THE DATA:

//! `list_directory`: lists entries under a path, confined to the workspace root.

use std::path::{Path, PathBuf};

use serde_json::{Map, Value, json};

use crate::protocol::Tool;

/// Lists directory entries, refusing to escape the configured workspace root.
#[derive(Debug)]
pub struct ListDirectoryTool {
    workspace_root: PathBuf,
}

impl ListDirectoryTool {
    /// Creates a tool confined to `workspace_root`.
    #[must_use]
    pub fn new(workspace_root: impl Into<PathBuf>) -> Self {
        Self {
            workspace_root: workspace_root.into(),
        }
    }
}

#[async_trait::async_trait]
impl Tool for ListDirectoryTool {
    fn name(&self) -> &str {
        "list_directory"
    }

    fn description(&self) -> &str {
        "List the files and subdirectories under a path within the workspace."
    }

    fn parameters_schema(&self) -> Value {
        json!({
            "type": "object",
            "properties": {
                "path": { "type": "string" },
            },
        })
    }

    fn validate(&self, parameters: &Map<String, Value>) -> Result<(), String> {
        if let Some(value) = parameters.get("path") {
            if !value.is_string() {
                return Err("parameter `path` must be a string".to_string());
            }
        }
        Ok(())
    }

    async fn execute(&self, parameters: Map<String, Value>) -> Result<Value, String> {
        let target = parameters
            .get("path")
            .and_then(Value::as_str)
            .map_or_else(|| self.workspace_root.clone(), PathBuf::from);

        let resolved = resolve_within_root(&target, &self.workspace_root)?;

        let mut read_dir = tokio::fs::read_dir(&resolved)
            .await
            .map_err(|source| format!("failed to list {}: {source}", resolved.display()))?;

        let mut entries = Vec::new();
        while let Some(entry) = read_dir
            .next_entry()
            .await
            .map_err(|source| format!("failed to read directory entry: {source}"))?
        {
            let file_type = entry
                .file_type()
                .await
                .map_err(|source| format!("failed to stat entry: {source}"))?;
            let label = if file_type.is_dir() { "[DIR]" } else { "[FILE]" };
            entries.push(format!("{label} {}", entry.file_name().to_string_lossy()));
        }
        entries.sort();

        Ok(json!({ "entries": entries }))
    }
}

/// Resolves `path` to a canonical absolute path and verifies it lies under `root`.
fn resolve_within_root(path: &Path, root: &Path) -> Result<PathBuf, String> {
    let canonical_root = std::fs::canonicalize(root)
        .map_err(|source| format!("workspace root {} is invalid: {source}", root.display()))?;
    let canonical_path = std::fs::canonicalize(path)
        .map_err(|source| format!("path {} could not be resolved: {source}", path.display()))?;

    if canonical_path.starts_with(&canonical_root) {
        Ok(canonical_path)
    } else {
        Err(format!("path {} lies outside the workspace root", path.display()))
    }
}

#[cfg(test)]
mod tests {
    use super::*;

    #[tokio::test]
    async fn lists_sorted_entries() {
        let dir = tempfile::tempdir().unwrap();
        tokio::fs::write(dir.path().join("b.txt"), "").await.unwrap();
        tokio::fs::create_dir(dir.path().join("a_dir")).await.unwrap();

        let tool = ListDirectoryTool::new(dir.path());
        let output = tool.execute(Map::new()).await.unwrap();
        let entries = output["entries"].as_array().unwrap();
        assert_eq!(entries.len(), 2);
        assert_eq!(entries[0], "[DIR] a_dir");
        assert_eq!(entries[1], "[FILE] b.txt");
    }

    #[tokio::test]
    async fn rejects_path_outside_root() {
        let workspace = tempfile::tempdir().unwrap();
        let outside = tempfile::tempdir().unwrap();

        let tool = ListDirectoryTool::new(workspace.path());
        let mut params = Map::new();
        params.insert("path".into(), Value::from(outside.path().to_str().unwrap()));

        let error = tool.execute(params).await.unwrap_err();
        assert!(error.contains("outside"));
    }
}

WHAT TO WORK ON:
Start to finish, output the whole listing exactly.

OUTPUT OF THE TASK:
//! `list_directory`: lists entries under a path, confined to the workspace root.

use std::path::{Path, PathBuf};

use serde_json::{Map, Value, json};

use crate::protocol::Tool;

/// Lists directory entries, refusing to escape the configured workspace root.
#[derive(Debug)]
pub struct ListDirectoryTool {
    workspace_root: PathBuf,
}

impl ListDirectoryTool {
    /// Creates a tool confined to `workspace_root`.
    #[must_use]
    pub fn new(workspace_root: impl Into<PathBuf>) -> Self {
        Self {
            workspace_root: workspace_root.into(),
        }
    }
}

#[async_trait::async_trait]
impl Tool for ListDirectoryTool {
    fn name(&self) -> &str {
        "list_directory"
    }

    fn description(&self) -> &str {
        "List the files and subdirectories under a path within the workspace."
    }

    fn parameters_schema(&self) -> Value {
        json!({
            "type": "object",
            "properties": {
                "path": { "type": "string" },
            },
        })
    }

    fn validate(&self, parameters: &Map<String, Value>) -> Result<(), String> {
        if let Some(value) = parameters.get("path") {
            if !value.is_string() {
                return Err("parameter `path` must be a string".to_string());
            }
        }
        Ok(())
    }

    async fn execute(&self, parameters: Map<String, Value>) -> Result<Value, String> {
        let target = parameters
            .get("path")
            .and_then(Value::as_str)
            .map_or_else(|| self.workspace_root.clone(), PathBuf::from);

        let resolved = resolve_within_root(&target, &self.workspace_root)?;

        let mut read_dir = tokio::fs::read_dir(&resolved)
            .await
            .map_err(|source| format!("failed to list {}: {source}", resolved.display()))?;

        let mut entries = Vec::new();
        while let Some(entry) = read_dir
            .next_entry()
            .await
            .map_err(|source| format!("failed to read directory entry: {source}"))?
        {
            let file_type = entry
                .file_type()
                .await
                .map_err(|source| format!("failed to stat entry: {source}"))?;
            let label = if file_type.is_dir() { "[DIR]" } else { "[FILE]" };
            entries.push(format!("{label} {}", entry.file_name().to_string_lossy()));
        }
        entries.sort();

        Ok(json!({ "entries": entries }))
    }
}

/// Resolves `path` to a canonical absolute path and verifies it lies under `root`.
fn resolve_within_root(path: &Path, root: &Path) -> Result<PathBuf, String> {
    let canonical_root = std::fs::canonicalize(root)
        .map_err(|source| format!("workspace root {} is invalid: {source}", root.display()))?;
    let canonical_path = std::fs::canonicalize(path)
        .map_err(|source| format!("path {} could not be resolved: {source}", path.display()))?;

    if canonical_path.starts_with(&canonical_root) {
        Ok(canonical_path)
    } else {
        Err(format!("path {} lies outside the workspace root", path.display()))
    }
}

#[cfg(test)]
mod tests {
    use super::*;

    #[tokio::test]
    async fn lists_sorted_entries() {
        let dir = tempfile::tempdir().unwrap();
        tokio::fs::write(dir.path().join("b.txt"), "").await.unwrap();
        tokio::fs::create_dir(dir.path().join("a_dir")).await.unwrap();

        let tool = ListDirectoryTool::new(dir.path());
        let output = tool.execute(Map::new()).await.unwrap();
        let entries = output["entries"].as_array().unwrap();
        assert_eq!(entries.len(), 2);
        assert_eq!(entries[0], "[DIR] a_dir");
        assert_eq!(entries[1], "[FILE] b.txt");
    }

    #[tokio::test]
    async fn rejects_path_outside_root() {
        let workspace = tempfile::tempdir().unwrap();
        let outside = tempfile::tempdir().unwrap();

        let tool = ListDirectoryTool::new(workspace.path());
        let mut params = Map::new();
        params.insert("path".into(), Value::from(outside.path().to_str().unwrap()));

        let error = tool.execute(params).await.unwrap_err();
        assert!(error.contains("outside"));
    }
}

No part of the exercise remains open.